**RECORDS FOR THE EXERCISE**.
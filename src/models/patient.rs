use serde::{Deserialize, Serialize};

/// Patient record as returned by the backend.
#[derive(Debug, Clone, PartialEq, Eq, Serialize, Deserialize)]
#[serde(rename_all = "camelCase")]
pub struct Patient {
    pub id: i64,
    pub first_name: String,
    pub last_name: String,
    pub email: String,
    #[serde(default, skip_serializing_if = "Option::is_none")]
    pub phone: Option<String>,
    /// `yyyy-MM-dd`
    #[serde(default, skip_serializing_if = "Option::is_none")]
    pub date_of_birth: Option<String>,
}

impl Patient {
    pub fn full_name(&self) -> String {
        format!("{} {}", self.first_name, self.last_name)
    }
}

/// Create/replace payload. Absent optional fields are left out of the JSON.
#[derive(Debug, Clone, Default, PartialEq, Eq, Serialize, Deserialize)]
#[serde(rename_all = "camelCase")]
pub struct PatientRequest {
    pub first_name: String,
    pub last_name: String,
    pub email: String,
    #[serde(default, skip_serializing_if = "Option::is_none")]
    pub phone: Option<String>,
    #[serde(default, skip_serializing_if = "Option::is_none")]
    pub date_of_birth: Option<String>,
}

impl From<&Patient> for PatientRequest {
    fn from(p: &Patient) -> Self {
        Self {
            first_name: p.first_name.clone(),
            last_name: p.last_name.clone(),
            email: p.email.clone(),
            phone: p.phone.clone(),
            date_of_birth: p.date_of_birth.clone(),
        }
    }
}
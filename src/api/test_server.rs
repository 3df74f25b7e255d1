//! Stub backend for transport and resource-client tests.
//!
//! Each test gets its own router on an ephemeral port; dropping the handle
//! stops the server.

use std::net::{Ipv4Addr, SocketAddr};

use axum::Router;
use tokio::sync::oneshot;

pub(crate) struct StubServer {
    pub base_url: String,
    shutdown_tx: Option<oneshot::Sender<()>>,
}

impl Drop for StubServer {
    fn drop(&mut self) {
        if let Some(tx) = self.shutdown_tx.take() {
            let _ = tx.send(());
        }
    }
}

/// Serve `app` on an ephemeral localhost port until the handle is dropped.
pub(crate) async fn spawn_stub(app: Router) -> StubServer {
    let listener = tokio::net::TcpListener::bind(SocketAddr::from((Ipv4Addr::LOCALHOST, 0)))
        .await
        .expect("stub server should bind");
    let addr = listener.local_addr().expect("stub server address");

    let (shutdown_tx, shutdown_rx) = oneshot::channel::<()>();
    tokio::spawn(async move {
        let shutdown_signal = async move {
            let _ = shutdown_rx.await;
        };
        if let Err(e) = axum::serve(listener, app)
            .with_graceful_shutdown(shutdown_signal)
            .await
        {
            tracing::error!("Stub server error: {e}");
        }
    });

    StubServer {
        base_url: format!("http://{addr}"),
        shutdown_tx: Some(shutdown_tx),
    }
}
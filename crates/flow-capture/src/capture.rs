use std::time::Instant;
use tracing::{debug, info, info_span, warn};

use crate::{FrameProcessor, RunStats, VideoSource};

/// Pull frames from `source` into `processor` until the source fails or the
/// processor returns `false`, then report throughput.
///
/// The frame counter is bumped once per read attempt before the result is
/// inspected, so a run that ends on a failed read counts that read too.
/// End of file and device errors are treated alike.
pub fn run_capture<S, P>(source: &mut S, processor: &mut P, scaledown: u32) -> RunStats
where
    S: VideoSource + ?Sized,
    P: FrameProcessor + ?Sized,
{
    let (width, height) = source.frame_size();
    let _span = info_span!("capture", width, height, scaledown).entered();

    let start = Instant::now();
    let mut frame_count: u64 = 0;
    loop {
        let read = source.read();
        frame_count += 1;

        let mut frame = match read {
            Ok(frame) => frame,
            Err(e) => {
                debug!(frame_count, error = %e, "source exhausted");
                break;
            }
        };

        if !processor.process(&mut frame) {
            debug!(frame_count, "processor requested stop");
            break;
        }
    }
    let elapsed = start.elapsed();

    let stats = RunStats {
        frame_count,
        elapsed,
        width,
        height,
        scaledown,
    };
    if elapsed.is_zero() {
        warn!(frame_count, "no measurable time elapsed; fps is infinite");
    }
    info!(
        frame_count,
        elapsed_secs = stats.elapsed_secs(),
        fps = stats.fps(),
        "capture finished"
    );
    stats
}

**YOUR GOAL**. Report each line of the material above where the word "struct" appears.

**OUTPUT FOR THIS EXERCISE**.
pub struct Patient {
pub struct PatientRequest {
pub(crate) struct StubServer {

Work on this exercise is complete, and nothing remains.